● THE PROBLEM
The listing that follows is to be output in full and without change.

● STUDY MATERIAL
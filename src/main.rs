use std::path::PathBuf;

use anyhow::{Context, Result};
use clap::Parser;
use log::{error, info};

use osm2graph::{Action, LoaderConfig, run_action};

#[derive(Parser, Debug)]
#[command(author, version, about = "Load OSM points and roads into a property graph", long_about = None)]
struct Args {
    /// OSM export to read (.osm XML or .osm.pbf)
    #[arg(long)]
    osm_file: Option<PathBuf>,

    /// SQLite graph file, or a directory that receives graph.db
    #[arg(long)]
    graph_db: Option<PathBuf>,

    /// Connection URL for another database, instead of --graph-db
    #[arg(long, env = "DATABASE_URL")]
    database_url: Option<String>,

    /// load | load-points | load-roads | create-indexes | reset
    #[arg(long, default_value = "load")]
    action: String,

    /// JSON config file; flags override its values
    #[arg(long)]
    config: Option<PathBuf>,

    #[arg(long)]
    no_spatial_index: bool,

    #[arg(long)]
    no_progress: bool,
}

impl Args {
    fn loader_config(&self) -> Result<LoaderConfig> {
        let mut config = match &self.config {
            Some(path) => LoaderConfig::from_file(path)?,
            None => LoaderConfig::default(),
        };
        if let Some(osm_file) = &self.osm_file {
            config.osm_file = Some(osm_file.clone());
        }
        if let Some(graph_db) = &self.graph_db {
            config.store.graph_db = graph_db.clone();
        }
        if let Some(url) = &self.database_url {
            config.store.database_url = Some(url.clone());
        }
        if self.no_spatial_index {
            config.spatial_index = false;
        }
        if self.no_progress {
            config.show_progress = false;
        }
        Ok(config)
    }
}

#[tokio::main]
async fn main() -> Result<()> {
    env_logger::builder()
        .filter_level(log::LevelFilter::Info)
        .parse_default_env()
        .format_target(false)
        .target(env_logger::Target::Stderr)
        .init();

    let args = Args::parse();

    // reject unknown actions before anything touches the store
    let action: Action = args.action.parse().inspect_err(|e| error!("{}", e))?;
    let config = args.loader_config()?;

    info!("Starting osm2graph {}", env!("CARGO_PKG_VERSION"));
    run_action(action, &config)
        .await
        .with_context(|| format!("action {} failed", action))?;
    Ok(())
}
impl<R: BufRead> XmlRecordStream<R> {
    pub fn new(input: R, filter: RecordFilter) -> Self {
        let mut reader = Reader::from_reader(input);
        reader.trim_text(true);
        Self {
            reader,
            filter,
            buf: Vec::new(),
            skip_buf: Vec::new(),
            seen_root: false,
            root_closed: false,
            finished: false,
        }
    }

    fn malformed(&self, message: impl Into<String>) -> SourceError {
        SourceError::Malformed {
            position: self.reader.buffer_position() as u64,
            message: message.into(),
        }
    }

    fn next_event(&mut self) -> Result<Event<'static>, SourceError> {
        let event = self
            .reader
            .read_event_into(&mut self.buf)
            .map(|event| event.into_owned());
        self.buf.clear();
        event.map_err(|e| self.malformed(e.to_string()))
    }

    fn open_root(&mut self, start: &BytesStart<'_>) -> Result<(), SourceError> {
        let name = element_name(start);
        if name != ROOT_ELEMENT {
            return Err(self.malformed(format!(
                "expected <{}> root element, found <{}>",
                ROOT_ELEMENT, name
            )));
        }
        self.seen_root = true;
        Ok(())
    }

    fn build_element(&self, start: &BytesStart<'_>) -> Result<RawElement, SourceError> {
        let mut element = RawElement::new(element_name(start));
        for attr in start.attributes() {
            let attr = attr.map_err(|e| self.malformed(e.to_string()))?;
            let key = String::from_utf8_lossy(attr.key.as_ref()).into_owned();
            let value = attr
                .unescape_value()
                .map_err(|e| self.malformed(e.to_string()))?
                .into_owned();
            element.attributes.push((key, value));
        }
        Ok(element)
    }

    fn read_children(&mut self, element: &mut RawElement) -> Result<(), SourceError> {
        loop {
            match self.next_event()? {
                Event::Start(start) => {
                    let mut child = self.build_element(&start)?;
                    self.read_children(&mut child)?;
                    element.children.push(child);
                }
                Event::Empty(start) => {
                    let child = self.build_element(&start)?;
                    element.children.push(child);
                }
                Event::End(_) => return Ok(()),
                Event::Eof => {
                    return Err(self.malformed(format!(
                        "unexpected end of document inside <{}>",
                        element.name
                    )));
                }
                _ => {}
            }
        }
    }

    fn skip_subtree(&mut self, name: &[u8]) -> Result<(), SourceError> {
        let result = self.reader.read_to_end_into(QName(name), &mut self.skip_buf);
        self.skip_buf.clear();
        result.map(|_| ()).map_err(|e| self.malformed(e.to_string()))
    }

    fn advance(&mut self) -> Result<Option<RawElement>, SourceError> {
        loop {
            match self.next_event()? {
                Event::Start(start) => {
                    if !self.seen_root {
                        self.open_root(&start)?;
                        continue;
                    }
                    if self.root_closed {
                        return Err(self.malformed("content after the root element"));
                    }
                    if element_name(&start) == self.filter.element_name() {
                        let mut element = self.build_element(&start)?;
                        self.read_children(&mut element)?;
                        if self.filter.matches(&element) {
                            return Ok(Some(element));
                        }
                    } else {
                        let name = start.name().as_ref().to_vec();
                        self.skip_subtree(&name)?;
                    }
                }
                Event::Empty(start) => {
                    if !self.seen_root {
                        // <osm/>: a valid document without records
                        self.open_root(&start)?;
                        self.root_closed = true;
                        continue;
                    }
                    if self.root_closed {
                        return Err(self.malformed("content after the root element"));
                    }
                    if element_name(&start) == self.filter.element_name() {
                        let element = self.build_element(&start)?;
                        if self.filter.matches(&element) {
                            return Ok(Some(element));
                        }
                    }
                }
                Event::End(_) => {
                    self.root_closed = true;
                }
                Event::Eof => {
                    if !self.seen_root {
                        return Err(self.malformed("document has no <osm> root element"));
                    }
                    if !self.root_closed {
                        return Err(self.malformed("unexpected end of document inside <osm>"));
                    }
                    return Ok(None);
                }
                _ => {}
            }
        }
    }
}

● ANSWER TO THIS TASK
filename src/main.rs
use std::path::PathBuf;

use anyhow::{Context, Result};
use clap::Parser;
use log::{error, info};

use osm2graph::{Action, LoaderConfig, run_action};

#[derive(Parser, Debug)]
#[command(author, version, about = "Load OSM points and roads into a property graph", long_about = None)]
struct Args {
    /// OSM export to read (.osm XML or .osm.pbf)
    #[arg(long)]
    osm_file: Option<PathBuf>,

    /// SQLite graph file, or a directory that receives graph.db
    #[arg(long)]
    graph_db: Option<PathBuf>,

    /// Connection URL for another database, instead of --graph-db
    #[arg(long, env = "DATABASE_URL")]
    database_url: Option<String>,

    /// load | load-points | load-roads | create-indexes | reset
    #[arg(long, default_value = "load")]
    action: String,

    /// JSON config file; flags override its values
    #[arg(long)]
    config: Option<PathBuf>,

    #[arg(long)]
    no_spatial_index: bool,

    #[arg(long)]
    no_progress: bool,
}

impl Args {
    fn loader_config(&self) -> Result<LoaderConfig> {
        let mut config = match &self.config {
            Some(path) => LoaderConfig::from_file(path)?,
            None => LoaderConfig::default(),
        };
        if let Some(osm_file) = &self.osm_file {
            config.osm_file = Some(osm_file.clone());
        }
        if let Some(graph_db) = &self.graph_db {
            config.store.graph_db = graph_db.clone();
        }
        if let Some(url) = &self.database_url {
            config.store.database_url = Some(url.clone());
        }
        if self.no_spatial_index {
            config.spatial_index = false;
        }
        if self.no_progress {
            config.show_progress = false;
        }
        Ok(config)
    }
}

#[tokio::main]
async fn main() -> Result<()> {
    env_logger::builder()
        .filter_level(log::LevelFilter::Info)
        .parse_default_env()
        .format_target(false)
        .target(env_logger::Target::Stderr)
        .init();

    let args = Args::parse();

    // reject unknown actions before anything touches the store
    let action: Action = args.action.parse().inspect_err(|e| error!("{}", e))?;
    let config = args.loader_config()?;

    info!("Starting osm2graph {}", env!("CARGO_PKG_VERSION"));
    run_action(action, &config)
        .await
        .with_context(|| format!("action {} failed", action))?;
    Ok(())
}
impl<R: BufRead> XmlRecordStream<R> {
    pub fn new(input: R, filter: RecordFilter) -> Self {
        let mut reader = Reader::from_reader(input);
        reader.trim_text(true);
        Self {
            reader,
            filter,
            buf: Vec::new(),
            skip_buf: Vec::new(),
            seen_root: false,
            root_closed: false,
            finished: false,
        }
    }

    fn malformed(&self, message: impl Into<String>) -> SourceError {
        SourceError::Malformed {
            position: self.reader.buffer_position() as u64,
            message: message.into(),
        }
    }

    fn next_event(&mut self) -> Result<Event<'static>, SourceError> {
        let event = self
            .reader
            .read_event_into(&mut self.buf)
            .map(|event| event.into_owned());
        self.buf.clear();
        event.map_err(|e| self.malformed(e.to_string()))
    }

    fn open_root(&mut self, start: &BytesStart<'_>) -> Result<(), SourceError> {
        let name = element_name(start);
        if name != ROOT_ELEMENT {
            return Err(self.malformed(format!(
                "expected <{}> root element, found <{}>",
                ROOT_ELEMENT, name
            )));
        }
        self.seen_root = true;
        Ok(())
    }

    fn build_element(&self, start: &BytesStart<'_>) -> Result<RawElement, SourceError> {
        let mut element = RawElement::new(element_name(start));
        for attr in start.attributes() {
            let attr = attr.map_err(|e| self.malformed(e.to_string()))?;
            let key = String::from_utf8_lossy(attr.key.as_ref()).into_owned();
            let value = attr
                .unescape_value()
                .map_err(|e| self.malformed(e.to_string()))?
                .into_owned();
            element.attributes.push((key, value));
        }
        Ok(element)
    }

    fn read_children(&mut self, element: &mut RawElement) -> Result<(), SourceError> {
        loop {
            match self.next_event()? {
                Event::Start(start) => {
                    let mut child = self.build_element(&start)?;
                    self.read_children(&mut child)?;
                    element.children.push(child);
                }
                Event::Empty(start) => {
                    let child = self.build_element(&start)?;
                    element.children.push(child);
                }
                Event::End(_) => return Ok(()),
                Event::Eof => {
                    return Err(self.malformed(format!(
                        "unexpected end of document inside <{}>",
                        element.name
                    )));
                }
                _ => {}
            }
        }
    }

    fn skip_subtree(&mut self, name: &[u8]) -> Result<(), SourceError> {
        let result = self.reader.read_to_end_into(QName(name), &mut self.skip_buf);
        self.skip_buf.clear();
        result.map(|_| ()).map_err(|e| self.malformed(e.to_string()))
    }

    fn advance(&mut self) -> Result<Option<RawElement>, SourceError> {
        loop {
            match self.next_event()? {
                Event::Start(start) => {
                    if !self.seen_root {
                        self.open_root(&start)?;
                        continue;
                    }
                    if self.root_closed {
                        return Err(self.malformed("content after the root element"));
                    }
                    if element_name(&start) == self.filter.element_name() {
                        let mut element = self.build_element(&start)?;
                        self.read_children(&mut element)?;
                        if self.filter.matches(&element) {
                            return Ok(Some(element));
                        }
                    } else {
                        let name = start.name().as_ref().to_vec();
                        self.skip_subtree(&name)?;
                    }
                }
                Event::Empty(start) => {
                    if !self.seen_root {
                        // <osm/>: a valid document without records
                        self.open_root(&start)?;
                        self.root_closed = true;
                        continue;
                    }
                    if self.root_closed {
                        return Err(self.malformed("content after the root element"));
                    }
                    if element_name(&start) == self.filter.element_name() {
                        let element = self.build_element(&start)?;
                        if self.filter.matches(&element) {
                            return Ok(Some(element));
                        }
                    }
                }
                Event::End(_) => {
                    self.root_closed = true;
                }
                Event::Eof => {
                    if !self.seen_root {
                        return Err(self.malformed("document has no <osm> root element"));
                    }
                    if !self.root_closed {
                        return Err(self.malformed("unexpected end of document inside <osm>"));
                    }
                    return Ok(None);
                }
                _ => {}
            }
        }
    }
}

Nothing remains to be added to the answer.